Start of Block

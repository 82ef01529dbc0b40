//! Transport abstraction for the relay.
//!
//! A connection's transport is split into two halves so the reader and
//! writer loops can each own one:
//! - [`FrameSource`] yields one frame at a time, `None` once the peer has closed
//! - [`FrameSink`] writes one frame at a time and closes the transport
//!
//! Implementations: [`websocket`] (tokio-tungstenite) and, in unit tests,
//! an in-memory mock.

#[cfg(test)]
pub(crate) mod mock;
pub mod websocket;

use async_trait::async_trait;
use thiserror::Error;

/// Transport errors. Any of these is fatal to the connection that hit it.
#[derive(Debug, Error)]
pub enum TransportError {
    /// Connection closed.
    #[error("connection closed")]
    ConnectionClosed,

    /// Receive failed.
    #[error("receive failed: {0}")]
    ReceiveFailed(String),

    /// Send failed.
    #[error("send failed: {0}")]
    SendFailed(String),

    /// Peer sent a frame larger than the configured maximum.
    #[error("frame exceeds maximum size")]
    FrameTooLarge,
}

/// Read half of a connection's transport.
#[async_trait]
pub trait FrameSource: Send {
    /// Receive the next frame.
    ///
    /// Returns `Ok(None)` when the peer closed the connection cleanly.
    async fn read_frame(&mut self) -> Result<Option<Vec<u8>>, TransportError>;
}

/// Write half of a connection's transport.
#[async_trait]
pub trait FrameSink: Send {
    /// Send one frame.
    async fn write_frame(&mut self, frame: Vec<u8>) -> Result<(), TransportError>;

    /// Close the connection. Closing twice is not an error.
    async fn close(&mut self) -> Result<(), TransportError>;
}
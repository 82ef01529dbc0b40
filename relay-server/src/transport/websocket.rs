//! WebSocket transport over tokio-tungstenite.

use super::{FrameSink, FrameSource, TransportError};
use async_trait::async_trait;
use futures_util::stream::{SplitSink, SplitStream};
use futures_util::{SinkExt, StreamExt};
use tokio::io::{AsyncRead, AsyncWrite};
use tokio_tungstenite::tungstenite::protocol::WebSocketConfig;
use tokio_tungstenite::tungstenite::{Error as WsError, Message};
use tokio_tungstenite::WebSocketStream;

/// Read half of a websocket connection.
pub struct WsSource<S> {
    stream: SplitStream<WebSocketStream<S>>,
}

/// Write half of a websocket connection.
pub struct WsSink<S> {
    sink: SplitSink<WebSocketStream<S>, Message>,
}

/// Websocket settings derived from the relay's frame limit.
pub fn ws_config(max_frame_size: usize) -> WebSocketConfig {
    let mut config = WebSocketConfig::default();
    config.max_message_size = Some(max_frame_size);
    config.max_frame_size = Some(max_frame_size);
    config
}

/// Split an upgraded websocket into relay transport halves.
pub fn split<S>(ws: WebSocketStream<S>) -> (WsSource<S>, WsSink<S>)
where
    S: AsyncRead + AsyncWrite + Unpin,
{
    let (sink, stream) = ws.split();
    (WsSource { stream }, WsSink { sink })
}

#[async_trait]
impl<S> FrameSource for WsSource<S>
where
    S: AsyncRead + AsyncWrite + Unpin + Send,
{
    async fn read_frame(&mut self) -> Result<Option<Vec<u8>>, TransportError> {
        loop {
            let message = match self.stream.next().await {
                None => return Ok(None),
                Some(Ok(message)) => message,
                Some(Err(WsError::ConnectionClosed | WsError::AlreadyClosed)) => return Ok(None),
                Some(Err(WsError::Capacity(e))) => {
                    tracing::debug!("Oversized frame: {}", e);
                    return Err(TransportError::FrameTooLarge);
                }
                Some(Err(e)) => return Err(TransportError::ReceiveFailed(e.to_string())),
            };

            match message {
                Message::Binary(data) => return Ok(Some(data)),
                Message::Text(text) => return Ok(Some(text.into_bytes())),
                Message::Close(_) => return Ok(None),
                // tungstenite answers pings itself
                Message::Ping(_) | Message::Pong(_) | Message::Frame(_) => continue,
            }
        }
    }
}

#[async_trait]
impl<S> FrameSink for WsSink<S>
where
    S: AsyncRead + AsyncWrite + Unpin + Send,
{
    async fn write_frame(&mut self, frame: Vec<u8>) -> Result<(), TransportError> {
        // Encoded envelopes are ASCII, so they go out as text frames.
        let message = match String::from_utf8(frame) {
            Ok(text) => Message::Text(text),
            Err(e) => Message::Binary(e.into_bytes()),
        };
        self.sink.send(message).await.map_err(|e| match e {
            WsError::ConnectionClosed | WsError::AlreadyClosed => TransportError::ConnectionClosed,
            other => TransportError::SendFailed(other.to_string()),
        })
    }

    async fn close(&mut self) -> Result<(), TransportError> {
        match self.sink.close().await {
            Ok(()) | Err(WsError::ConnectionClosed | WsError::AlreadyClosed) => Ok(()),
            Err(e) => Err(TransportError::SendFailed(e.to_string())),
        }
    }
}

#[cfg(test)]
mod tests {
    use super::*;
    use tokio_tungstenite::tungstenite::protocol::Role;

    async fn ws_pair() -> (
        WebSocketStream<tokio::io::DuplexStream>,
        WebSocketStream<tokio::io::DuplexStream>,
    ) {
        let (a, b) = tokio::io::duplex(64 * 1024);
        let server = WebSocketStream::from_raw_socket(a, Role::Server, None).await;
        let client = WebSocketStream::from_raw_socket(b, Role::Client, None).await;
        (server, client)
    }

    #[tokio::test]
    async fn text_and_binary_frames_are_read() {
        let (server, mut client) = ws_pair().await;
        let (mut source, _sink) = split(server);

        client.send(Message::Text("abc".to_string())).await.unwrap();
        client.send(Message::Binary(vec![1, 2, 3])).await.unwrap();

        assert_eq!(source.read_frame().await.unwrap(), Some(b"abc".to_vec()));
        assert_eq!(source.read_frame().await.unwrap(), Some(vec![1, 2, 3]));
    }

    #[tokio::test]
    async fn pings_are_skipped() {
        let (server, mut client) = ws_pair().await;
        let (mut source, _sink) = split(server);

        client.send(Message::Ping(vec![9])).await.unwrap();
        client.send(Message::Text("after".to_string())).await.unwrap();

        assert_eq!(source.read_frame().await.unwrap(), Some(b"after".to_vec()));
    }

    #[tokio::test]
    async fn ascii_frames_are_written_as_text() {
        let (server, mut client) = ws_pair().await;
        let (_source, mut sink) = split(server);

        sink.write_frame(b"ZnJhbWU=".to_vec()).await.unwrap();

        match client.next().await.unwrap().unwrap() {
            Message::Text(text) => assert_eq!(text, "ZnJhbWU="),
            other => panic!("expected text frame, got {other:?}"),
        }
    }

    #[tokio::test]
    async fn close_frame_ends_stream() {
        let (server, mut client) = ws_pair().await;
        let (mut source, _sink) = split(server);

        client.close(None).await.unwrap();

        assert_eq!(source.read_frame().await.unwrap(), None);
    }

    #[tokio::test]
    async fn sink_close_reaches_client() {
        let (server, mut client) = ws_pair().await;
        let (_source, mut sink) = split(server);

        sink.close().await.unwrap();
        sink.close().await.unwrap();

        assert!(matches!(client.next().await, Some(Ok(Message::Close(_)))));
    }

    #[test]
    fn config_applies_frame_limit() {
        let config = ws_config(4096);
        assert_eq!(config.max_message_size, Some(4096));
        assert_eq!(config.max_frame_size, Some(4096));
    }
}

End of Block

→ **Required action**
Every record must be repeated precisely and in full.

→ **Answer box**
repository 82ef01529dbc0b40
//! Transport abstraction for the relay.
//!
//! A connection's transport is split into two halves so the reader and
//! writer loops can each own one:
//! - [`FrameSource`] yields one frame at a time, `None` once the peer has closed
//! - [`FrameSink`] writes one frame at a time and closes the transport
//!
//! Implementations: [`websocket`] (tokio-tungstenite) and, in unit tests,
//! an in-memory mock.

#[cfg(test)]
pub(crate) mod mock;
pub mod websocket;

use async_trait::async_trait;
use thiserror::Error;

/// Transport errors. Any of these is fatal to the connection that hit it.
#[derive(Debug, Error)]
pub enum TransportError {
    /// Connection closed.
    #[error("connection closed")]
    ConnectionClosed,

    /// Receive failed.
    #[error("receive failed: {0}")]
    ReceiveFailed(String),

    /// Send failed.
    #[error("send failed: {0}")]
    SendFailed(String),

    /// Peer sent a frame larger than the configured maximum.
    #[error("frame exceeds maximum size")]
    FrameTooLarge,
}

/// Read half of a connection's transport.
#[async_trait]
pub trait FrameSource: Send {
    /// Receive the next frame.
    ///
    /// Returns `Ok(None)` when the peer closed the connection cleanly.
    async fn read_frame(&mut self) -> Result<Option<Vec<u8>>, TransportError>;
}

/// Write half of a connection's transport.
#[async_trait]
pub trait FrameSink: Send {
    /// Send one frame.
    async fn write_frame(&mut self, frame: Vec<u8>) -> Result<(), TransportError>;

    /// Close the connection. Closing twice is not an error.
    async fn close(&mut self) -> Result<(), TransportError>;
}
repository 82ef01529dbc0b40
filename relay-server/src/transport/websocket.rs
//! WebSocket transport over tokio-tungstenite.

use super::{FrameSink, FrameSource, TransportError};
use async_trait::async_trait;
use futures_util::stream::{SplitSink, SplitStream};
use futures_util::{SinkExt, StreamExt};
use tokio::io::{AsyncRead, AsyncWrite};
use tokio_tungstenite::tungstenite::protocol::WebSocketConfig;
use tokio_tungstenite::tungstenite::{Error as WsError, Message};
use tokio_tungstenite::WebSocketStream;

/// Read half of a websocket connection.
pub struct WsSource<S> {
    stream: SplitStream<WebSocketStream<S>>,
}

/// Write half of a websocket connection.
pub struct WsSink<S> {
    sink: SplitSink<WebSocketStream<S>, Message>,
}

/// Websocket settings derived from the relay's frame limit.
pub fn ws_config(max_frame_size: usize) -> WebSocketConfig {
    let mut config = WebSocketConfig::default();
    config.max_message_size = Some(max_frame_size);
    config.max_frame_size = Some(max_frame_size);
    config
}

/// Split an upgraded websocket into relay transport halves.
pub fn split<S>(ws: WebSocketStream<S>) -> (WsSource<S>, WsSink<S>)
where
    S: AsyncRead + AsyncWrite + Unpin,
{
    let (sink, stream) = ws.split();
    (WsSource { stream }, WsSink { sink })
}

#[async_trait]
impl<S> FrameSource for WsSource<S>
where
    S: AsyncRead + AsyncWrite + Unpin + Send,
{
    async fn read_frame(&mut self) -> Result<Option<Vec<u8>>, TransportError> {
        loop {
            let message = match self.stream.next().await {
                None => return Ok(None),
                Some(Ok(message)) => message,
                Some(Err(WsError::ConnectionClosed | WsError::AlreadyClosed)) => return Ok(None),
                Some(Err(WsError::Capacity(e))) => {
                    tracing::debug!("Oversized frame: {}", e);
                    return Err(TransportError::FrameTooLarge);
                }
                Some(Err(e)) => return Err(TransportError::ReceiveFailed(e.to_string())),
            };

            match message {
                Message::Binary(data) => return Ok(Some(data)),
                Message::Text(text) => return Ok(Some(text.into_bytes())),
                Message::Close(_) => return Ok(None),
                // tungstenite answers pings itself
                Message::Ping(_) | Message::Pong(_) | Message::Frame(_) => continue,
            }
        }
    }
}

#[async_trait]
impl<S> FrameSink for WsSink<S>
where
    S: AsyncRead + AsyncWrite + Unpin + Send,
{
    async fn write_frame(&mut self, frame: Vec<u8>) -> Result<(), TransportError> {
        // Encoded envelopes are ASCII, so they go out as text frames.
        let message = match String::from_utf8(frame) {
            Ok(text) => Message::Text(text),
            Err(e) => Message::Binary(e.into_bytes()),
        };
        self.sink.send(message).await.map_err(|e| match e {
            WsError::ConnectionClosed | WsError::AlreadyClosed => TransportError::ConnectionClosed,
            other => TransportError::SendFailed(other.to_string()),
        })
    }

    async fn close(&mut self) -> Result<(), TransportError> {
        match self.sink.close().await {
            Ok(()) | Err(WsError::ConnectionClosed | WsError::AlreadyClosed) => Ok(()),
            Err(e) => Err(TransportError::SendFailed(e.to_string())),
        }
    }
}

#[cfg(test)]
mod tests {
    use super::*;
    use tokio_tungstenite::tungstenite::protocol::Role;

    async fn ws_pair() -> (
        WebSocketStream<tokio::io::DuplexStream>,
        WebSocketStream<tokio::io::DuplexStream>,
    ) {
        let (a, b) = tokio::io::duplex(64 * 1024);
        let server = WebSocketStream::from_raw_socket(a, Role::Server, None).await;
        let client = WebSocketStream::from_raw_socket(b, Role::Client, None).await;
        (server, client)
    }

    #[tokio::test]
    async fn text_and_binary_frames_are_read() {
        let (server, mut client) = ws_pair().await;
        let (mut source, _sink) = split(server);

        client.send(Message::Text("abc".to_string())).await.unwrap();
        client.send(Message::Binary(vec![1, 2, 3])).await.unwrap();

        assert_eq!(source.read_frame().await.unwrap(), Some(b"abc".to_vec()));
        assert_eq!(source.read_frame().await.unwrap(), Some(vec![1, 2, 3]));
    }

    #[tokio::test]
    async fn pings_are_skipped() {
        let (server, mut client) = ws_pair().await;
        let (mut source, _sink) = split(server);

        client.send(Message::Ping(vec![9])).await.unwrap();
        client.send(Message::Text("after".to_string())).await.unwrap();

        assert_eq!(source.read_frame().await.unwrap(), Some(b"after".to_vec()));
    }

    #[tokio::test]
    async fn ascii_frames_are_written_as_text() {
        let (server, mut client) = ws_pair().await;
        let (_source, mut sink) = split(server);

        sink.write_frame(b"ZnJhbWU=".to_vec()).await.unwrap();

        match client.next().await.unwrap().unwrap() {
            Message::Text(text) => assert_eq!(text, "ZnJhbWU="),
            other => panic!("expected text frame, got {other:?}"),
        }
    }

    #[tokio::test]
    async fn close_frame_ends_stream() {
        let (server, mut client) = ws_pair().await;
        let (mut source, _sink) = split(server);

        client.close(None).await.unwrap();

        assert_eq!(source.read_frame().await.unwrap(), None);
    }

    #[tokio::test]
    async fn sink_close_reaches_client() {
        let (server, mut client) = ws_pair().await;
        let (_source, mut sink) = split(server);

        sink.close().await.unwrap();
        sink.close().await.unwrap();

        assert!(matches!(client.next().await, Some(Ok(Message::Close(_)))));
    }

    #[test]
    fn config_applies_frame_limit() {
        let config = ws_config(4096);
        assert_eq!(config.max_message_size, Some(4096));
        assert_eq!(config.max_frame_size, Some(4096));
    }
}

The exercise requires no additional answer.